Preparing to Integrate Your Nonprofit’s Valuable Data

 In CRM (Constituent Relationship Management), Data

Preparing to Integrate Your Nonprofit’s Valuable Data

One of the most common pain points encountered by Build’s nonprofit clients is having constituent data in a variety of different systems that don’t talk to each other. This lack of integration means finding reliable data quickly (for leadership, donors, reports, etc.) is often not the easy automated process it should be.

Nonprofit organizations have long dreamed of having a broad view of their constituents. (These “constituents” might be donors, funders, program participants, members, volunteers, board members, grantees, students, etc.) A decade ago, before the expression was somewhat overplayed, both CRM vendors and non-profit organizations often referred to this as “a 360-degree view of our constituents.”

But for many organizations, this remains an unrealized ambition. And a primary reason for that is their constituent data is scattered across multiple software systems that don’t talk to each other. This makes it very difficult to do reporting and analysis that tracks the various constituents through their engagement with the organization, its brand, mission, programs, and events. Unfortunately, many organizations are forced to do this data collection manually.

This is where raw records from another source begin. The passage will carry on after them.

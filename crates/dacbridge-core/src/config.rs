//! # Bridge Configuration
//!
//! Everything the bridge needs to know about its surroundings before the
//! first command runs: which platform rules apply, where the bridge itself is
//! installed, where shared runtimes live and where scratch files go.
//!
//! ## Environment Variables
//!
//! - `DACBRIDGE_MODULE_DIR`: directory containing the bridge and its managed
//!   companion (default: directory of the current executable)
//! - `DACBRIDGE_RUNTIME_ROOT`: single shared-runtime root, replacing the
//!   platform's candidate list
//! - `DACBRIDGE_TEMP_DIR`: parent of the per-process scratch directory
//!   (default: the OS temp directory)
//! - `PROGRAMFILES` (Windows only): base of the shared-runtime root
//!
//! ## Example
//!
//! ```rust
//! use dacbridge_core::config::BridgeConfig;
//! use dacbridge_core::types::Platform;
//!
//! let config = BridgeConfig::for_platform(Platform::Linux).with_runtime_roots(vec!["/opt/dotnet/shared/Microsoft.NETCore.App".into()]);
//! assert_eq!(config.runtime_preferences[0], (2, 1));
//! ```

use std::env;
use std::path::PathBuf;

use tracing::debug;

use crate::types::{Architecture, Platform};

/// Ordered (major, minor) preference list for the hosting runtime.
///
/// The oldest long-term-support line comes first; later entries are only used
/// when nothing earlier is installed.
pub const DEFAULT_RUNTIME_PREFERENCES: &[(u32, u32)] = &[(2, 1), (2, 2), (3, 0)];

/// Shared-runtime roots probed on Linux, in order.
///
/// The Red Hat software-collection layouts come before the standard one.
pub const LINUX_RUNTIME_ROOTS: &[&str] = &[
    "/rh-dotnet21/root/usr/bin/dotnet/shared/Microsoft.NETCore.App",
    "/rh-dotnet20/root/usr/bin/dotnet/shared/Microsoft.NETCore.App",
    "/usr/share/dotnet/shared/Microsoft.NETCore.App",
];

/// Shared-runtime root on macOS.
pub const MACOS_RUNTIME_ROOT: &str = "/usr/local/share/dotnet/shared/Microsoft.NETCore.App";

/// Shared-runtime root below `%PROGRAMFILES%` on Windows.
pub const WINDOWS_RUNTIME_SUBDIR: &str = "dotnet\\shared\\Microsoft.NETCore.App";

/// Bridge configuration
///
/// Constructed once by the frontend and moved into the
/// [`BridgeContext`](crate::context::BridgeContext).
#[derive(Debug, Clone, PartialEq, Eq)]
pub struct BridgeConfig
{
    /// Platform rules in effect
    pub platform: Platform,
    /// Target architecture (drives the reported pointer size)
    pub architecture: Architecture,
    /// Directory holding the bridge and its managed companion library
    pub module_directory: PathBuf,
    /// Ordered shared-runtime root candidates; the first existing one wins,
    /// otherwise the last one is used
    pub runtime_roots: Vec<PathBuf>,
    /// Ordered (major, minor) pairs tried when picking a hosting runtime
    pub runtime_preferences: Vec<(u32, u32)>,
    /// Parent directory of the scratch directory
    pub temp_root: PathBuf,
}

impl BridgeConfig
{
    /// Defaults for `platform`, without consulting the environment beyond
    /// `PROGRAMFILES` on Windows.
    pub fn for_platform(platform: Platform) -> Self
    {
        Self {
            platform,
            architecture: Architecture::current(),
            module_directory: default_module_directory(),
            runtime_roots: default_runtime_roots(platform),
            runtime_preferences: DEFAULT_RUNTIME_PREFERENCES.to_vec(),
            temp_root: env::temp_dir(),
        }
    }

    /// Defaults for the running platform with `DACBRIDGE_*` overrides applied.
    pub fn from_env() -> Self
    {
        let mut config = Self::for_platform(Platform::current());

        if let Some(dir) = env::var_os("DACBRIDGE_MODULE_DIR") {
            config.module_directory = PathBuf::from(dir);
        }
        if let Some(root) = env::var_os("DACBRIDGE_RUNTIME_ROOT") {
            config.runtime_roots = vec![PathBuf::from(root)];
        }
        if let Some(temp) = env::var_os("DACBRIDGE_TEMP_DIR") {
            config.temp_root = PathBuf::from(temp);
        }

        debug!("Bridge configuration: {:?}", config);
        config
    }

    /// Override the directory holding the bridge and its companion library.
    #[must_use]
    pub fn with_module_directory(mut self, dir: impl Into<PathBuf>) -> Self
    {
        self.module_directory = dir.into();
        self
    }

    /// Replace the shared-runtime root candidates.
    #[must_use]
    pub fn with_runtime_roots(mut self, roots: Vec<PathBuf>) -> Self
    {
        self.runtime_roots = roots;
        self
    }

    /// Replace the (major, minor) preference list.
    #[must_use]
    pub fn with_runtime_preferences(mut self, preferences: Vec<(u32, u32)>) -> Self
    {
        self.runtime_preferences = preferences;
        self
    }

    /// Override the parent directory of the scratch directory.
    #[must_use]
    pub fn with_temp_root(mut self, root: impl Into<PathBuf>) -> Self
    {
        self.temp_root = root.into();
        self
    }

    /// Override the target architecture.
    #[must_use]
    pub fn with_architecture(mut self, architecture: Architecture) -> Self
    {
        self.architecture = architecture;
        self
    }
}

impl Default for BridgeConfig
{
    fn default() -> Self
    {
        Self::for_platform(Platform::current())
    }
}

fn default_module_directory() -> PathBuf
{
    env::current_exe()
        .ok()
        .and_then(|exe| exe.parent().map(PathBuf::from))
        .unwrap_or_else(|| PathBuf::from("."))
}

/// Platform's shared-runtime root candidates.
///
/// On Windows this is empty when `PROGRAMFILES` is not set, which makes
/// runtime location fail later with a clear diagnostic.
pub fn default_runtime_roots(platform: Platform) -> Vec<PathBuf>
{
    match platform {
        Platform::Windows => env::var_os("PROGRAMFILES")
            .map(|base| vec![PathBuf::from(base).join(WINDOWS_RUNTIME_SUBDIR)])
            .unwrap_or_default(),
        Platform::Linux => LINUX_RUNTIME_ROOTS.iter().map(PathBuf::from).collect(),
        Platform::MacOs => vec![PathBuf::from(MACOS_RUNTIME_ROOT)],
    }
}
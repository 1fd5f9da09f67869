//! # Runtime Artifact Paths
//!
//! The two native runtime artifacts the analysis component needs: the data
//! access library and the debugging interface library. Each path is latched
//! at most once; a later candidate never replaces a latched one.
//!
//! ## Resolution Order
//!
//! 1. A path latched earlier (seeded, computed or reported by a download)
//! 2. `<target runtime directory>/<platform library name>`, which the
//!    non-desktop family only accepts when the file exists
//! 3. A runtime-only symbol download sweep, whose callback may latch it

use std::io;
use std::path::{Path, PathBuf};

use once_cell::unsync::OnceCell;
use tracing::{debug, error};

use crate::context::BridgeContext;
use crate::error::{BridgeError, Result};
use crate::types::Platform;

/// Runtime artifact located next to the target's runtime module
#[derive(Debug, Clone, Copy, PartialEq, Eq, Hash)]
pub enum Artifact
{
    /// Data access library (`mscordaccore`)
    Dac,
    /// Debugging interface library (`mscordbi`)
    Dbi,
}

impl Artifact
{
    /// File-name stem of the artifact.
    pub const fn stem(self) -> &'static str
    {
        match self {
            Artifact::Dac => "mscordaccore",
            Artifact::Dbi => "mscordbi",
        }
    }

    /// Platform file name of the artifact.
    pub fn file_name(self, platform: Platform) -> String
    {
        platform.library_name(self.stem())
    }
}

/// Set-once artifact path slots
#[derive(Debug, Default)]
pub struct CachedPaths
{
    dac: OnceCell<PathBuf>,
    dbi: OnceCell<PathBuf>,
}

impl CachedPaths
{
    fn slot(&self, artifact: Artifact) -> &OnceCell<PathBuf>
    {
        match artifact {
            Artifact::Dac => &self.dac,
            Artifact::Dbi => &self.dbi,
        }
    }

    /// The latched path, if any.
    pub fn get(&self, artifact: Artifact) -> Option<&Path>
    {
        self.slot(artifact).get().map(PathBuf::as_path)
    }

    /// Latch `path` unless a path is already latched.
    ///
    /// Returns `true` when `path` was stored.
    pub fn latch(&self, artifact: Artifact, path: impl Into<PathBuf>) -> bool
    {
        self.slot(artifact).set(path.into()).is_ok()
    }
}

impl BridgeContext
{
    /// Path of the data access library matching the target's runtime.
    ///
    /// On Linux the returned path is a symlink inside the scratch directory,
    /// so that the library does not pick up the runtime's optional tracing
    /// provider sitting next to the real file.
    ///
    /// ## Errors
    ///
    /// - `NotFound`: neither the runtime directory nor a download produced it
    pub fn dac_file_path(&self) -> Result<PathBuf>
    {
        self.artifact_path(Artifact::Dac)
    }

    /// Path of the debugging interface library matching the target's runtime.
    ///
    /// ## Errors
    ///
    /// - `NotFound`: neither the runtime directory nor a download produced it
    pub fn dbi_file_path(&self) -> Result<PathBuf>
    {
        self.artifact_path(Artifact::Dbi)
    }

    fn artifact_path(&self, artifact: Artifact) -> Result<PathBuf>
    {
        if let Some(path) = self.paths.get(artifact) {
            return Ok(path.to_path_buf());
        }

        if let Some(path) = self.probe_artifact(artifact) {
            let path = if artifact == Artifact::Dac && self.config.platform == Platform::Linux {
                self.link_into_scratch(&path)
            } else {
                path
            };
            self.paths.latch(artifact, path);
        }

        if self.paths.get(artifact).is_none() {
            debug!("{} not next to the runtime, trying a symbol download", artifact.stem());
            if let Err(err) = self.load_runtime_symbols() {
                debug!("Runtime symbol download failed: {err}");
            }
        }

        self.paths
            .get(artifact)
            .map(Path::to_path_buf)
            .ok_or_else(|| BridgeError::NotFound(artifact.file_name(self.config.platform)))
    }

    fn probe_artifact(&self, artifact: Artifact) -> Option<PathBuf>
    {
        let directory = match self.target_runtime_directory() {
            Ok(directory) => directory,
            Err(err) => {
                debug!("No runtime directory for {}: {err}", artifact.stem());
                return None;
            }
        };

        let path = directory.join(artifact.file_name(self.config.platform));
        if !self.config.platform.is_desktop() && !path.exists() {
            return None;
        }
        Some(path)
    }

    fn link_into_scratch(&self, target: &Path) -> PathBuf
    {
        let link = self.scratch.path().and_then(|dir| {
            let name = target.file_name().ok_or_else(|| io::Error::from(io::ErrorKind::InvalidInput))?;
            let link = dir.join(name);
            symlink(target, &link)?;
            Ok(link)
        });

        match link {
            Ok(link) => link,
            Err(err) => {
                error!("Failed to link {} into the scratch directory: {err}", target.display());
                target.to_path_buf()
            }
        }
    }
}

#[cfg(unix)]
fn symlink(target: &Path, link: &Path) -> io::Result<()>
{
    if link.symlink_metadata().is_ok() {
        std::fs::remove_file(link)?;
    }
    std::os::unix::fs::symlink(target, link)
}

#[cfg(not(unix))]
fn symlink(_target: &Path, _link: &Path) -> io::Result<()>
{
    Err(io::Error::from(io::ErrorKind::Unsupported))
}
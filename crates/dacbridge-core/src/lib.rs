//! # dacbridge-core
//!
//! The native side of a managed-runtime debugger extension.
//!
//! This crate sits between a host debugger (a live process or a crash dump)
//! and an out-of-process analysis component that reconstructs managed-runtime
//! state from memory. It provides:
//! - The data access contract the analysis component calls back into
//!   ([`target::MemoryTarget`])
//! - Discovery and start of a secondary runtime that runs managed helper code
//!   ([`hosting`])
//! - Symbol store management, runtime artifact paths and a private scratch
//!   directory ([`symbols`])
//! - Line, local variable and sequence point lookups over legacy and
//!   portable symbol files ([`pdb`])
//!
//! ## Platform Support
//!
//! - **Windows** (desktop family): legacy symbol binder first, thread contexts
//!   captured by switching the host's current thread
//! - **Linux**: portable symbols only, per-thread contexts from the host, data
//!   access library served through a scratch-directory symlink
//! - **macOS**: as Linux, without the symlink
//!
//! ## Threading
//!
//! Every operation runs on the host's command thread, one call at a time.
//! All process-wide state lives in one [`BridgeContext`] that is shared via
//! `Rc`; only its scratch directory handle is `Send + Sync`.
//!
//! ## Collaborators
//!
//! The host debugger, the runtime loader and the legacy symbol binder are
//! traits ([`DebugHost`], [`hosting::RuntimeLoader`],
//! [`pdb::native::NativeSymbolBinder`]) bound by the embedding frontend.

pub mod config;
pub mod context;
pub mod error;
pub mod host;
pub mod hosting;
pub mod pdb;
pub mod symbols;
pub mod target;
pub mod types;

pub use config::BridgeConfig;
pub use context::BridgeContext;
// Re-export commonly used types
pub use error::{BridgeError, HResult, Result};
pub use host::DebugHost;
pub use pdb::SymbolReader;
pub use target::MemoryTarget;
pub use types::{Address, MemoryRange, MethodToken, ModuleDescriptor, Platform};
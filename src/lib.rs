pub mod catalog;
pub mod config;
pub mod data;
pub mod db;
pub mod error;
pub mod remote;
pub mod task;
pub mod view;

pub use catalog::Catalog;
pub use config::Config;
pub use error::CatalogError;
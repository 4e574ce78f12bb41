//! The catalog/cart controller.
//!
//! [`Catalog`] owns every piece of mutable state the presentation layer sees:
//! the country list, the dish cache, the search/threshold inputs and the cart.
//! Reads go through accessors that evaluate the derived views on the spot;
//! writes go through the action methods below, which also keep the persisted
//! slots in step.

use std::sync::Arc;

use fuzzy_matcher::{skim::SkimMatcherV2, FuzzyMatcher};
use futures::future::try_join_all;
use rand::{rngs::StdRng, SeedableRng};
use tokio::sync::Mutex;

use crate::config::Config;
use crate::data::{CartLine, Country, Dish, MAX_RATING};
use crate::db::{Notification, StorageEvent, StorageKey, Store};
use crate::error::{CatalogError, Result};
use crate::remote::MealSource;
use crate::task::CancelToken;
use crate::view::{self, MealQuery};

#[derive(Debug, Default)]
struct CatalogState {
    countries: Vec<Country>,
    selected_country: String,
    meals: Vec<Dish>,
    search: String,
    min_rating: u8,
    cart: Vec<CartLine>,
}

impl CatalogState {
    fn query(&self) -> MealQuery {
        MealQuery {
            search: self.search.clone(),
            min_rating: self.min_rating,
            country: None,
        }
    }
}

/// Append the dishes of `incoming` whose id is not in `cached` yet.
///
/// Cached entries are never replaced, so a dish keeps the price and rating it
/// got the first time it was enriched.
pub fn merge_meals(cached: Vec<Dish>, incoming: Vec<Dish>) -> Vec<Dish> {
    let mut merged: Vec<Dish> = Vec::with_capacity(cached.len() + incoming.len());
    for dish in cached.into_iter().chain(incoming) {
        if !merged.iter().any(|existing| existing.id() == dish.id()) {
            merged.push(dish);
        }
    }
    merged
}

pub struct Catalog {
    source: Arc<dyn MealSource>,
    store: Store,
    state: Mutex<CatalogState>,
    rng: Mutex<StdRng>,
    current_load: std::sync::Mutex<Option<CancelToken>>,
    /// Cancelled on drop, stops the sync task
    closed: CancelToken,
}

impl Drop for Catalog {
    fn drop(&mut self) {
        self.closed.cancel();
    }
}

impl Catalog {
    /// Build a catalog over `store`, restoring the persisted cart.
    pub async fn open(source: Arc<dyn MealSource>, store: Store, config: &Config) -> Self {
        let cart = match store.get::<Vec<CartLine>>(StorageKey::Cart).await {
            Ok(cart) => cart.unwrap_or_default(),
            Err(e) => {
                tracing::warn!("discard stored cart: {e:#}");
                Vec::new()
            }
        };
        let rng = match config.seed {
            Some(seed) => StdRng::seed_from_u64(seed),
            None => StdRng::from_entropy(),
        };

        Self {
            source,
            store,
            state: Mutex::new(CatalogState {
                selected_country: config.default_country.clone(),
                min_rating: 1,
                cart,
                ..Default::default()
            }),
            rng: Mutex::new(rng),
            current_load: std::sync::Mutex::new(None),
            closed: CancelToken::new(),
        }
    }

    /// Initial load: countries, then the cached dishes or, when there are
    /// none yet, the dishes of the selected country.
    pub async fn mount(&self) {
        let _ = self.load_countries().await;

        match self.store.get::<Vec<Dish>>(StorageKey::Meals).await {
            Ok(Some(meals)) => {
                tracing::info!("restored {} cached meals", meals.len());
                self.state.lock().await.meals = meals;
            }
            Ok(None) => {
                let _ = self.load_meals_by_country().await;
            }
            Err(e) => {
                tracing::warn!("cached meals unreadable, reloading: {e:#}");
                let _ = self.load_meals_by_country().await;
            }
        }
    }

    pub async fn load_countries(&self) -> Result<usize> {
        let countries = match self.source.list_countries().await {
            Ok(countries) => countries,
            Err(e) => {
                tracing::error!("fail to load countries: {e:#}");
                return Err(CatalogError::RemoteFetch(e));
            }
        };
        let count = countries.len();
        self.state.lock().await.countries = countries;
        Ok(count)
    }

    /// Fetch, enrich and merge the dishes of the selected country.
    ///
    /// Starting a load cancels the one still in flight, if any. Returns how
    /// many dishes were new to the cache.
    pub async fn load_meals_by_country(&self) -> Result<usize> {
        let country = self.state.lock().await.selected_country.clone();
        if country.trim().is_empty() {
            tracing::warn!("no country selected, skip loading meals");
            return Err(CatalogError::InvalidSelection);
        }

        let token = self.begin_load();
        let batch = tokio::select! {
            biased;
            _ = token.cancelled() => None,
            batch = self.fetch_batch(&country) => Some(batch),
        };
        let batch = match batch {
            None => {
                tracing::info!("loading {country} was cancelled");
                return Err(CatalogError::Cancelled);
            }
            Some(Err(e)) => {
                tracing::error!("fail to load meals of {country}: {e:#}");
                return Err(CatalogError::RemoteFetch(e));
            }
            Some(Ok(batch)) => batch,
        };

        let mut state = self.state.lock().await;
        // a newer load may have started while we were waiting for the lock
        if token.is_cancelled() {
            tracing::info!("loading {country} was cancelled");
            return Err(CatalogError::Cancelled);
        }

        let cached = match self.store.get::<Vec<Dish>>(StorageKey::Meals).await {
            Ok(cached) => cached.unwrap_or_default(),
            Err(e) => {
                tracing::warn!("discard stored meals: {e:#}");
                Vec::new()
            }
        };
        let before = cached.len();
        let merged = merge_meals(cached, batch);
        self.store
            .set(StorageKey::Meals, &merged)
            .await
            .map_err(CatalogError::Storage)?;

        let added = merged.len() - before;
        tracing::info!("loaded {country}: {added} new meals, {} cached", merged.len());
        state.meals = merged;
        Ok(added)
    }

    fn begin_load(&self) -> CancelToken {
        let token = CancelToken::new();
        let mut current = self
            .current_load
            .lock()
            .unwrap_or_else(std::sync::PoisonError::into_inner);
        if let Some(previous) = current.replace(token.clone()) {
            previous.cancel();
        }
        token
    }

    /// Summary list, then every lookup at once. Any failure fails the batch.
    async fn fetch_batch(&self, country: &str) -> anyhow::Result<Vec<Dish>> {
        let summaries = self.source.filter_by_country(country).await?;
        tracing::debug!("{country}: looking up {} meals", summaries.len());

        let records = try_join_all(
            summaries
                .iter()
                .map(|summary| self.source.lookup_meal(&summary.id)),
        )
        .await?;

        let mut rng = self.rng.lock().await;
        Ok(records
            .into_iter()
            .map(|record| Dish::enrich(record, &mut *rng))
            .collect())
    }

    /// Select a country and reload its dishes. Failures are logged by the load.
    pub async fn select_country(&self, country: &str) -> Result<usize> {
        self.state.lock().await.selected_country = country.to_string();
        self.load_meals_by_country().await
    }

    pub async fn set_search(&self, search: &str) {
        self.state.lock().await.search = search.to_string();
    }

    pub async fn set_min_rating(&self, min_rating: u8) {
        self.state.lock().await.min_rating = min_rating.clamp(1, MAX_RATING);
    }

    pub async fn add_to_cart(&self, dish: &Dish) -> Result<()> {
        let mut state = self.state.lock().await;
        if let Some(line) = state.cart.iter_mut().find(|line| line.id == dish.id()) {
            line.quantity += 1;
        } else {
            let line = CartLine::new(dish, &mut *self.rng.lock().await);
            state.cart.push(line);
        }
        self.persist_cart(&state.cart).await
    }

    /// Take one unit of `id` out of the cart. `false` when it wasn't there.
    pub async fn remove_from_cart(&self, id: &str) -> Result<bool> {
        let mut state = self.state.lock().await;
        let Some(pos) = state.cart.iter().position(|line| line.id == id) else {
            return Ok(false);
        };
        if state.cart[pos].quantity > 1 {
            state.cart[pos].quantity -= 1;
        } else {
            state.cart.remove(pos);
        }
        self.persist_cart(&state.cart).await?;
        Ok(true)
    }

    async fn persist_cart(&self, cart: &[CartLine]) -> Result<()> {
        self.store.set(StorageKey::Cart, cart).await.map_err(|e| {
            tracing::error!("fail to persist cart: {e:#}");
            CatalogError::Storage(e)
        })
    }

    /// Remember `dish` as the one shown on the detail page.
    pub async fn view_details(&self, dish: &Dish) -> Result<()> {
        self.store
            .set(StorageKey::SelectedMeal, dish)
            .await
            .map_err(CatalogError::Storage)
    }

    pub async fn viewed_dish(&self) -> Result<Option<Dish>> {
        self.store
            .get(StorageKey::SelectedMeal)
            .await
            .map_err(CatalogError::Storage)
    }

    /// Apply a change another instance made to the shared storage.
    ///
    /// A new dish cache replaces ours as is; everything else is ignored.
    pub async fn apply_storage_event(&self, event: &StorageEvent) {
        if event.key != StorageKey::Meals {
            return;
        }
        if let Some(meals) = event.parse::<Vec<Dish>>() {
            tracing::debug!("meals replaced from storage: {} entries", meals.len());
            self.state.lock().await.meals = meals;
        }
    }

    async fn resync_meals(&self) {
        match self.store.get::<Vec<Dish>>(StorageKey::Meals).await {
            Ok(Some(meals)) => self.state.lock().await.meals = meals,
            Ok(None) => {}
            Err(e) => tracing::warn!("fail to resync meals: {e:#}"),
        }
    }

    /// Follow changes made by other instances until the catalog is dropped.
    ///
    /// The task only keeps a weak reference, so it never holds the catalog alive.
    pub fn spawn_sync(self: &Arc<Self>) -> tokio::task::JoinHandle<()> {
        let mut subscription = self.store.subscribe();
        let closed = self.closed.clone();
        let catalog = Arc::downgrade(self);
        tokio::spawn(async move {
            loop {
                let notification = tokio::select! {
                    _ = closed.cancelled() => break,
                    notification = subscription.recv() => notification,
                };
                let Some(notification) = notification else {
                    break;
                };
                let Some(catalog) = catalog.upgrade() else {
                    break;
                };
                match notification {
                    Notification::Changed(event) => catalog.apply_storage_event(&event).await,
                    Notification::Lagged(missed) => {
                        tracing::warn!("missed {missed} storage events, resyncing");
                        catalog.resync_meals().await;
                    }
                }
            }
        })
    }

    pub async fn countries(&self) -> Vec<Country> {
        self.state.lock().await.countries.clone()
    }

    /// Countries fuzzy-matching `pattern`, best match first.
    pub async fn search_countries(&self, pattern: &str) -> Vec<Country> {
        let countries = self.countries().await;
        if pattern.trim().is_empty() {
            return countries;
        }
        let matcher = SkimMatcherV2::default().ignore_case();
        let mut scored: Vec<(i64, Country)> = countries
            .into_iter()
            .filter_map(|country| {
                matcher
                    .fuzzy_match(&country.name, pattern)
                    .map(|score| (score, country))
            })
            .collect();
        scored.sort_by(|a, b| b.0.cmp(&a.0));
        scored.into_iter().map(|(_, country)| country).collect()
    }

    pub async fn selected_country(&self) -> String {
        self.state.lock().await.selected_country.clone()
    }

    pub async fn search(&self) -> String {
        self.state.lock().await.search.clone()
    }

    pub async fn min_rating(&self) -> u8 {
        self.state.lock().await.min_rating
    }

    /// The whole dish cache
    pub async fn meals(&self) -> Vec<Dish> {
        self.state.lock().await.meals.clone()
    }

    pub async fn find_meal(&self, id: &str) -> Option<Dish> {
        self.state
            .lock()
            .await
            .meals
            .iter()
            .find(|dish| dish.id() == id)
            .cloned()
    }

    /// Dishes of the selected country passing the search and threshold
    pub async fn visible_meals(&self) -> Vec<Dish> {
        let state = self.state.lock().await;
        let query = state.query().scoped_to(state.selected_country.clone());
        query.apply(&state.meals).into_iter().cloned().collect()
    }

    /// Dishes of every cached country passing the search and threshold
    pub async fn filtered_meals(&self) -> Vec<Dish> {
        let state = self.state.lock().await;
        state.query().apply(&state.meals).into_iter().cloned().collect()
    }

    pub async fn progress_percentage(&self) -> f64 {
        let state = self.state.lock().await;
        view::progress_percentage(&state.meals, &state.query())
    }

    pub async fn cart(&self) -> Vec<CartLine> {
        self.state.lock().await.cart.clone()
    }

    pub async fn total_items(&self) -> u32 {
        self.state
            .lock()
            .await
            .cart
            .iter()
            .map(|line| line.quantity)
            .sum()
    }
}
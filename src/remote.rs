//! Access to the remote recipe API.
//!
//! The controller only talks to a [`MealSource`], so tests can swap the HTTP
//! client for a scripted one.

use anyhow::{Context, Result};
use async_trait::async_trait;
use serde::{de::DeserializeOwned, Deserialize};

use crate::data::{Country, MealRecord, MealSummary};

pub const DEFAULT_API_BASE: &str = "https://www.themealdb.com/api/json/v1/1";

#[async_trait]
pub trait MealSource: Send + Sync {
    /// Every country ("area") known to the API
    async fn list_countries(&self) -> Result<Vec<Country>>;

    /// Minimal records of the dishes of one country
    async fn filter_by_country(&self, country: &str) -> Result<Vec<MealSummary>>;

    /// The full record of one dish
    async fn lookup_meal(&self, id: &str) -> Result<MealRecord>;
}

/// Every endpoint wraps its payload as `{"meals": [...]}`, or `null` when empty.
#[derive(Debug, Deserialize)]
struct Envelope<T> {
    meals: Option<Vec<T>>,
}

/// TheMealDB HTTP client
pub struct MealDb {
    client: reqwest::Client,
    base: String,
}

impl MealDb {
    pub fn new(base: impl Into<String>) -> Self {
        Self {
            client: reqwest::Client::new(),
            base: base.into().trim_end_matches('/').to_string(),
        }
    }

    async fn get<T: DeserializeOwned>(&self, endpoint: &str, query: &[(&str, &str)]) -> Result<Vec<T>> {
        let url = format!("{}/{endpoint}", self.base);
        tracing::debug!("GET {url} {query:?}");

        let response = self
            .client
            .get(&url)
            .query(query)
            .send()
            .await
            .with_context(|| format!("fail to send request to {url}"))?
            .error_for_status()
            .with_context(|| format!("{url} answered with an error status"))?;

        let envelope: Envelope<T> = response
            .json()
            .await
            .with_context(|| format!("fail to parse response of {url}"))?;

        Ok(envelope.meals.unwrap_or_default())
    }
}

impl Default for MealDb {
    fn default() -> Self {
        Self::new(DEFAULT_API_BASE)
    }
}

#[async_trait]
impl MealSource for MealDb {
    async fn list_countries(&self) -> Result<Vec<Country>> {
        self.get("list.php", &[("a", "list")]).await
    }

    async fn filter_by_country(&self, country: &str) -> Result<Vec<MealSummary>> {
        self.get("filter.php", &[("a", country)]).await
    }

    async fn lookup_meal(&self, id: &str) -> Result<MealRecord> {
        self.get::<MealRecord>("lookup.php", &[("i", id)])
            .await?
            .into_iter()
            .next()
            .with_context(|| format!("meal {id} not found"))
    }
}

The solution to this, of course, is to move towards better integration—but this can be a long and arduous pursuit, particularly for organizations with a wide variety of data across multiple systems (in some cases, this might include multiple databases and CRMs, not to mention Excel spreadsheets!).

Before you start to integrate your nonprofit’s valuable data, it is helpful to consider three key points:

  • What are the business benefits you hope to achieve from integration? We recommend that you collaboratively establish a clear set of intended benefits that will serve as the north star to guide everything else that follows. Organizations should define the benefits, how they will measure those benefits, and what practical steps stakeholders will take to achieve them as part of the integration project. For example, one benefit might be to increase sustained giving by 10%. Another example might be to reduce the time spent in producing program performance reports by 50%.
  • Do you understand your constituent landscape? Many nonprofits have an anecdotal sense of their constituent landscape, but few have ever performed anything close to a thorough identification of the constituent groups they serve, let alone mapping the journeys those constituent groups take with the organization. But this information is critical to understanding what data is collected, at what points, how it is related in real life, and how it needs to be connected to produce reports and insights.
  • What data is necessary or nice to have? When nonprofits philosophically regard all their data as equally important, the consequence is often that they practically treat none of it as having importance because of data management resources being spread too thin across the data landscape. Build often encourages nonprofits to first document all the data that is necessary to maintain regarding their relationships – or in other words, what is essential to meeting its commitments to its constituents and to itself. Everything else is nice to have (optional, but not necessary)—or fits in the realm of what I refer to as “speculative”: data that you aren’t sure will generate value, but in which you deliberately invest in hopes of a future gain.

Taking these three questions into careful consideration can go a long way to integrate your nonprofit’s valuable data.

When planning for integrations, technological considerations are secondary to business considerations. Business needs should direct the technology, not the other way around. Yes, it is important to do a technical analysis of your current data landscape, including the business systems that you have, how you can move data in and out of them, and which are your systems of record for different data points. Do you need to change to different business systems altogether? Do you need a “data warehouse” or “data lake?” Do you need an ETL (extract, transform, load) tool? What about data analysis and visualization tools, etc.?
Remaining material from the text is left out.